_Extracted records_
=====

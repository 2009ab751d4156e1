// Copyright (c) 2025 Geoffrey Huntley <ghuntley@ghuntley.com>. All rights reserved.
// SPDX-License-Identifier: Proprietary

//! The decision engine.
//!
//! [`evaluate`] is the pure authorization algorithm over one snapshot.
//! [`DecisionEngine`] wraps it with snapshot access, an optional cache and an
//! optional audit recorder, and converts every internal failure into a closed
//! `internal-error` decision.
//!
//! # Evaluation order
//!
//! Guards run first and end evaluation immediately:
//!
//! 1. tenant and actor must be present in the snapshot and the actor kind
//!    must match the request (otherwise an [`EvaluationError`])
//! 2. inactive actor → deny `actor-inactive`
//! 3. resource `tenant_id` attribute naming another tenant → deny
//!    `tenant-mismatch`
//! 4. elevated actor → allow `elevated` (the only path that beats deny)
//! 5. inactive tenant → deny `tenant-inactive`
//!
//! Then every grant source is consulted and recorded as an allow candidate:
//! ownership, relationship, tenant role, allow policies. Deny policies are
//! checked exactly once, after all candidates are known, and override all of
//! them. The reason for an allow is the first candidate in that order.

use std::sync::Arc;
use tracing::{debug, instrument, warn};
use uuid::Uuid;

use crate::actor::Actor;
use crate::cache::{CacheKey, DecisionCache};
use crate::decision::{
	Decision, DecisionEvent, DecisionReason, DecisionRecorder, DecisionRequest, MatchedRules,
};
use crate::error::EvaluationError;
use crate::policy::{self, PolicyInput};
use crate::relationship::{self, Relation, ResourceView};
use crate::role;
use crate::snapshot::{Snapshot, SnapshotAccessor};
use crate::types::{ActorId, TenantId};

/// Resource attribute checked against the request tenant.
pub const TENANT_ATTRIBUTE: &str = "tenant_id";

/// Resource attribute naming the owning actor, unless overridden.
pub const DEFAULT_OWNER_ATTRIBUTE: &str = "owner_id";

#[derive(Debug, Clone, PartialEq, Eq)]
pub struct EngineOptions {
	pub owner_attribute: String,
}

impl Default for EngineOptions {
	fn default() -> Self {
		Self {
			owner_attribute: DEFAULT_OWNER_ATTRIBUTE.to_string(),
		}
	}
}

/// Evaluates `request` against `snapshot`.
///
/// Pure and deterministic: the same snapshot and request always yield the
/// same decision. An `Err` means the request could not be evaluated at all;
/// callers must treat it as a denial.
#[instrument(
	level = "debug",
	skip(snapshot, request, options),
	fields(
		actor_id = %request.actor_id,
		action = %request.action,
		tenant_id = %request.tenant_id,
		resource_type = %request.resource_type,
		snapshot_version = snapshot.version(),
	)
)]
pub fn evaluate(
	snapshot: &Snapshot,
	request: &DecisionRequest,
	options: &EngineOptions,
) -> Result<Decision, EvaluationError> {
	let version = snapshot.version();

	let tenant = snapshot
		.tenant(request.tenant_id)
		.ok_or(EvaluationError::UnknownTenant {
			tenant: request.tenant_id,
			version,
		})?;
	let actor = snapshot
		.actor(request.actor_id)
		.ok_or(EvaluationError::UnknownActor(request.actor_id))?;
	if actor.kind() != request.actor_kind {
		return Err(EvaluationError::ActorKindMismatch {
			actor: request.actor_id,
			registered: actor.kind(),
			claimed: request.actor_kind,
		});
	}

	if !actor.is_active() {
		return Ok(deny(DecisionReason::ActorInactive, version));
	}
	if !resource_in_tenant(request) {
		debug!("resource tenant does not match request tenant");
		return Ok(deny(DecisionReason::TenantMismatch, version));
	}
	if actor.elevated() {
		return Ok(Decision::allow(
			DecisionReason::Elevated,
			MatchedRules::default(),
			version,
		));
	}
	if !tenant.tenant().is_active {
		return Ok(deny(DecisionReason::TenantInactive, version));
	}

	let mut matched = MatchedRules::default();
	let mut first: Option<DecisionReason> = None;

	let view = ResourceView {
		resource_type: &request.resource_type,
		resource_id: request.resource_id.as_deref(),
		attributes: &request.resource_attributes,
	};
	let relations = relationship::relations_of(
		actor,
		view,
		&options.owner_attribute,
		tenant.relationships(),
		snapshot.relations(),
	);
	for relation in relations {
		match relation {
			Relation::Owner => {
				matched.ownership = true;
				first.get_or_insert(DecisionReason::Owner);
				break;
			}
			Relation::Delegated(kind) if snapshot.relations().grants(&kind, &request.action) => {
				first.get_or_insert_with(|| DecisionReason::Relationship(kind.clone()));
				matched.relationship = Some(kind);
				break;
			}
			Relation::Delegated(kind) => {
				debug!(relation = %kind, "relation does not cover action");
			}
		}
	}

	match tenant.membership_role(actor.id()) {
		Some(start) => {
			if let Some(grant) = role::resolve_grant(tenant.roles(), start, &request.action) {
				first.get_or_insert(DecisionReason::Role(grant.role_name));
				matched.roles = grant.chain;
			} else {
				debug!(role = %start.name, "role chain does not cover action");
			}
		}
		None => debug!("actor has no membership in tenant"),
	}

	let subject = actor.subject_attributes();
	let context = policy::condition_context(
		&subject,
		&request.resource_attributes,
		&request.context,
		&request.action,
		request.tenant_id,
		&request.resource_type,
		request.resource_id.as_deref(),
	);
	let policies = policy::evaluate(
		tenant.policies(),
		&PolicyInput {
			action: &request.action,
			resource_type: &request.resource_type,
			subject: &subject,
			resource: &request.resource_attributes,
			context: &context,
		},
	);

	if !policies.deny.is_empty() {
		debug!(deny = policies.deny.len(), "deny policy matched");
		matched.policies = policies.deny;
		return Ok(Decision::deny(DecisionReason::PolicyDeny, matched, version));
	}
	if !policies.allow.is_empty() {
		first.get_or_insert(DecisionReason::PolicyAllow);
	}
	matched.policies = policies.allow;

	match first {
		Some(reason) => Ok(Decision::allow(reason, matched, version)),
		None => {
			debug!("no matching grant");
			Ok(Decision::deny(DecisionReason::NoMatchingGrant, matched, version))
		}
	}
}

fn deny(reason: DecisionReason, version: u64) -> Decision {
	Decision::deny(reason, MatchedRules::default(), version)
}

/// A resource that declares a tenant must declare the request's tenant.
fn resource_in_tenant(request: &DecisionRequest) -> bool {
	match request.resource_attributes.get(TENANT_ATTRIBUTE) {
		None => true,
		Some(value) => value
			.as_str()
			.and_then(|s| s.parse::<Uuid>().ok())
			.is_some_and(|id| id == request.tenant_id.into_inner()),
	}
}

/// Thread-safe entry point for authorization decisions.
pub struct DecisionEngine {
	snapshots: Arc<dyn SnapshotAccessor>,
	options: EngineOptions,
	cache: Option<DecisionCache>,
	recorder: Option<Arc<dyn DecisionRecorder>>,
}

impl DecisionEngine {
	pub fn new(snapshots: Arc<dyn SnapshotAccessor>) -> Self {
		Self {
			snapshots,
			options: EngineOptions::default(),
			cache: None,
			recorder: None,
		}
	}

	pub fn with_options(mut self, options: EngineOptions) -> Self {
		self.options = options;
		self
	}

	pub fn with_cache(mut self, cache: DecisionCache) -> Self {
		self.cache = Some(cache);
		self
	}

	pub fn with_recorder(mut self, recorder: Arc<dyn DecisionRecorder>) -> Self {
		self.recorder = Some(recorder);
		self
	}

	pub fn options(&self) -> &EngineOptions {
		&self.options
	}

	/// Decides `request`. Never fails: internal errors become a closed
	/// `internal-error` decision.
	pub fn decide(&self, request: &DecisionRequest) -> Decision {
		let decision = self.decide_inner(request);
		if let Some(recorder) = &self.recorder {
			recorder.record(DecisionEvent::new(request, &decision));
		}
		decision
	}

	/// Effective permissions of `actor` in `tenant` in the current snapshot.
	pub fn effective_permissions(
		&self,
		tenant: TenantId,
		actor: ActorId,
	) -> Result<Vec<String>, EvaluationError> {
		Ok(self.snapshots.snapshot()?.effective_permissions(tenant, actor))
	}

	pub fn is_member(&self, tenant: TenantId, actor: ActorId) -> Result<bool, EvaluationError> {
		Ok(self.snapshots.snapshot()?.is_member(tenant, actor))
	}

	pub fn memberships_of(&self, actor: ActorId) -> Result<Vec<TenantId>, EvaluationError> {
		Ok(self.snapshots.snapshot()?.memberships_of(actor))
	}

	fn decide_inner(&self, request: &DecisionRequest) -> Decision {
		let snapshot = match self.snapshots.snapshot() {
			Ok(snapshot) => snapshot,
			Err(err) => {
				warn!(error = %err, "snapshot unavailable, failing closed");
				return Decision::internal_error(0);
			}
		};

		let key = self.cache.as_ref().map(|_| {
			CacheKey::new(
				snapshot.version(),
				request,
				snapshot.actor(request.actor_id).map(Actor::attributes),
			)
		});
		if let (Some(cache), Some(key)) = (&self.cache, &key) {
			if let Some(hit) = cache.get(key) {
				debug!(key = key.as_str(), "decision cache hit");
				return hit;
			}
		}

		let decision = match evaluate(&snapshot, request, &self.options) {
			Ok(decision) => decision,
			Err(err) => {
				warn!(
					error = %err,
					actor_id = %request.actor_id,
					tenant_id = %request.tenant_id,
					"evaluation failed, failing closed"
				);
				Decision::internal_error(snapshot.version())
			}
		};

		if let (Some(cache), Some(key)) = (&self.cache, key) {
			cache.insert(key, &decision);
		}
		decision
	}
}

=====

_Required work_
Look above for the line with "use crate::role;" and the line with "if actor.kind() != request.actor_kind". Retype those two lines and every line between them exactly, adding nothing.

_Answer box_
use crate::role;
use crate::snapshot::{Snapshot, SnapshotAccessor};
use crate::types::{ActorId, TenantId};

/// Resource attribute checked against the request tenant.
pub const TENANT_ATTRIBUTE: &str = "tenant_id";

/// Resource attribute naming the owning actor, unless overridden.
pub const DEFAULT_OWNER_ATTRIBUTE: &str = "owner_id";

#[derive(Debug, Clone, PartialEq, Eq)]
pub struct EngineOptions {
	pub owner_attribute: String,
}

impl Default for EngineOptions {
	fn default() -> Self {
		Self {
			owner_attribute: DEFAULT_OWNER_ATTRIBUTE.to_string(),
		}
	}
}

/// Evaluates `request` against `snapshot`.
///
/// Pure and deterministic: the same snapshot and request always yield the
/// same decision. An `Err` means the request could not be evaluated at all;
/// callers must treat it as a denial.
#[instrument(
	level = "debug",
	skip(snapshot, request, options),
	fields(
		actor_id = %request.actor_id,
		action = %request.action,
		tenant_id = %request.tenant_id,
		resource_type = %request.resource_type,
		snapshot_version = snapshot.version(),
	)
)]
pub fn evaluate(
	snapshot: &Snapshot,
	request: &DecisionRequest,
	options: &EngineOptions,
) -> Result<Decision, EvaluationError> {
	let version = snapshot.version();

	let tenant = snapshot
		.tenant(request.tenant_id)
		.ok_or(EvaluationError::UnknownTenant {
			tenant: request.tenant_id,
			version,
		})?;
	let actor = snapshot
		.actor(request.actor_id)
		.ok_or(EvaluationError::UnknownActor(request.actor_id))?;
	if actor.kind() != request.actor_kind {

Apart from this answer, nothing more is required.